If the pandemic has taught us anything – it’s how well we’re able to adapt to situations which we have no control over. 2020 has been a strange year for many, and despite all the tragedy and hard times, positives have emerged from the places that we’ve least expected it.
One of the core benefits to occur during the lockdown is the relief on the environment. There were less planes in the sky and less cars on the road. Cars didn’t require filling up for months and fuel prices plummeted. Pollution levels dropped rapidly and we were in a state of what felt like (at some points) a breath of fresh air. Although these effects weren’t long-lasting, as once life picked back up once again when the lockdown restrictions eased, there are still lasting lessons that were learnt during the lockdown. We now know what we are capable of and how much each of us as individuals contribute to change.
Here is a list of the top teachings that we can take away from the lockdown, for a more mobile metropolitan:
1. Public space is valuable;
Remote working has become the new norm for many. This highlights the fact that cities should be run for people – and not cars. In urban areas and bustling cities, public transport is your friend – especially with fewer bodies than there used to be. Make the most of quieter trains and busses – who knows how long they will last?! This period is a crucial time for employers, mobility experts and planners to work together to find solutions that help us move towards a safe recovery.
2. Essential workers are valued!
What was known to some of us already is now common knowledge. Those who work in the public transport sector are an irreplaceable asset and long-story-short; the country cannot function without them. When the majority of us stopped working – on furlough or even those who were working from home – rail workers, bus drivers and cab drivers were one of the core groups that kept us going and kept the economy moving. Confidence in public transport has been restored as many relied on it for essential travel.
3. Respiratory health and an active lifestyle are now more important than ever.
Studies and research suggest that pollution and obesity significantly increase the risk of COVID-19 severity. Walking, cycling and using around the city is a great start to get exercise in without even noticing. Using trains and the tube, of course, promote walking (sometimes even running) so this is definitely encouraged. Improvements to cycle lanes and walking space need to be considered in the busier areas – to ensure social distancing can take place and more of us feel comfortable enough to opt for alternative travel systems.

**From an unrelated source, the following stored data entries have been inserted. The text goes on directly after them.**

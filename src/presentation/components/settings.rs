use ratatui::{
    Frame,
    layout::Rect,
    style::{Modifier, Style},
    text::{Line, Span},
    widgets::{Block, Borders, List, ListItem, ListState},
};

use crate::{domain::labels, settings::Preferences};

use super::super::{theme::Palette, view::SettingsRow};

pub fn render_settings(
    frame: &mut Frame<'_>,
    area: Rect,
    preferences: &Preferences,
    cursor: usize,
    palette: &Palette,
) {
    let items: Vec<ListItem<'static>> = SettingsRow::ALL
        .iter()
        .map(|row| {
            let (label, value) = row_text(*row, preferences);
            ListItem::new(Line::from(vec![
                Span::raw(format!("{label}: ")),
                Span::styled(value, Style::default().fg(palette.accent)),
            ]))
        })
        .collect();

    let mut state = ListState::default();
    state.select(Some(cursor.min(SettingsRow::ALL.len() - 1)));

    let list = List::new(items)
        .block(
            Block::default()
                .title(Span::styled(format!(" {} ", labels::TAB_SETTINGS), palette.title()))
                .borders(Borders::ALL)
                .border_style(palette.border(true)),
        )
        .highlight_style(palette.selected().add_modifier(Modifier::BOLD))
        .highlight_symbol("» ");
    frame.render_stateful_widget(list, area, &mut state);
}

pub(crate) fn row_text(row: SettingsRow, preferences: &Preferences) -> (&'static str, String) {
    match row {
        SettingsRow::ViewMode => (
            labels::SETTING_VIEW_MODE,
            format!("◀ {} ▶", preferences.view_mode.label()),
        ),
        SettingsRow::ItemsPerPage => (
            labels::SETTING_ITEMS_PER_PAGE,
            format!("◀ {} ▶", preferences.items_per_page),
        ),
        SettingsRow::Toggle(toggle) => {
            let mark = if preferences.toggle(toggle) { "[x]" } else { "[ ]" };
            (toggle.label(), mark.to_string())
        }
    }
}

#[cfg(test)]
mod tests {
    use super::*;
    use crate::state::Toggle;

    #[test]
    fn rows_reflect_preferences() {
        let mut prefs = Preferences::default();
        prefs.image_mode = true;
        assert_eq!(
            row_text(SettingsRow::ItemsPerPage, &prefs),
            (labels::SETTING_ITEMS_PER_PAGE, "◀ 8 ▶".to_string())
        );
        assert_eq!(
            row_text(SettingsRow::Toggle(Toggle::ImageMode), &prefs).1,
            "[x]"
        );
        assert_eq!(
            row_text(SettingsRow::Toggle(Toggle::DarkMode), &prefs).1,
            "[ ]"
        );
    }
}
use crate::{catalog::CatalogStore, domain::EntryId};

/// Result of reconciling the selection with what is on screen.
#[derive(Debug, Clone, Copy, PartialEq, Eq)]
pub enum SelectionOutcome {
    Selected(EntryId),
    /// Nothing rendered, nothing selected.
    Empty,
    /// The requested id is not a rendered catalog entry; nothing is selected.
    Invalid(EntryId),
}

/// Tracks the single selected entry. Never persisted.
#[derive(Debug, Clone, Default)]
pub struct SelectionController {
    selected: Option<EntryId>,
}

impl SelectionController {
    pub fn new() -> Self {
        Self::default()
    }

    pub fn selected(&self) -> Option<EntryId> {
        self.selected
    }

    pub fn clear(&mut self) {
        self.selected = None;
    }

    /// A fresh list replaces any previous selection with its first entry.
    pub fn on_rendered(&mut self, rendered: &[EntryId]) -> SelectionOutcome {
        self.selected = rendered.first().copied();
        match self.selected {
            Some(id) => SelectionOutcome::Selected(id),
            None => SelectionOutcome::Empty,
        }
    }

    /// Keep the current selection if it is still rendered, otherwise start over.
    pub fn retain(&mut self, rendered: &[EntryId]) -> SelectionOutcome {
        match self.selected {
            Some(id) if rendered.contains(&id) => SelectionOutcome::Selected(id),
            _ => self.on_rendered(rendered),
        }
    }

    /// Explicit pick of a rendered item.
    pub fn pick(
        &mut self,
        id: EntryId,
        rendered: &[EntryId],
        catalog: &CatalogStore,
    ) -> SelectionOutcome {
        if rendered.contains(&id) && catalog.find_by_id(id).is_some() {
            self.selected = Some(id);
            SelectionOutcome::Selected(id)
        } else {
            self.selected = None;
            SelectionOutcome::Invalid(id)
        }
    }

    /// The rendered item `delta` positions away from the selection, clamped to
    /// the list. `None` when that is the current selection.
    pub fn neighbor(&self, delta: isize, rendered: &[EntryId]) -> Option<EntryId> {
        let last = rendered.len().checked_sub(1)?;
        let target = match self
            .selected
            .and_then(|id| rendered.iter().position(|candidate| *candidate == id))
        {
            Some(position) => position.saturating_add_signed(delta).min(last),
            None => 0,
        };
        let id = rendered[target];
        (Some(id) != self.selected).then_some(id)
    }
}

4. Digital tools are a step in the right direction for the future of public transport.
For years, mobility experts have been discussing MaaS (Mobility as a Service) to promote a multimodal lifestyle. Apps providing information on less crowded options in real time can help to move forward – with notifications or alerts programmed to the user. Of course, digital literacy and accessibility are also needed to make the most of these tools.
5. Courier alternatives:
Online shopping has been one of the key front-runners of a moving economy during lockdown. But what about the emissions? Cargo bikes are a great way to deliver parcels in cities with zero-emission effects! Bike transports works for various food deliveries – is it time to look at alternatives for parcel services?
6. Protecting the vulnerable.
Some are more vulnerable than others – the importance of assisting those who need a little bit of help is much clearer now that we’ve had time to stop and think about it. Let us build cities with barrier-free transport systems because a city accessible for a person in a wheelchair is a city accessible for everyone.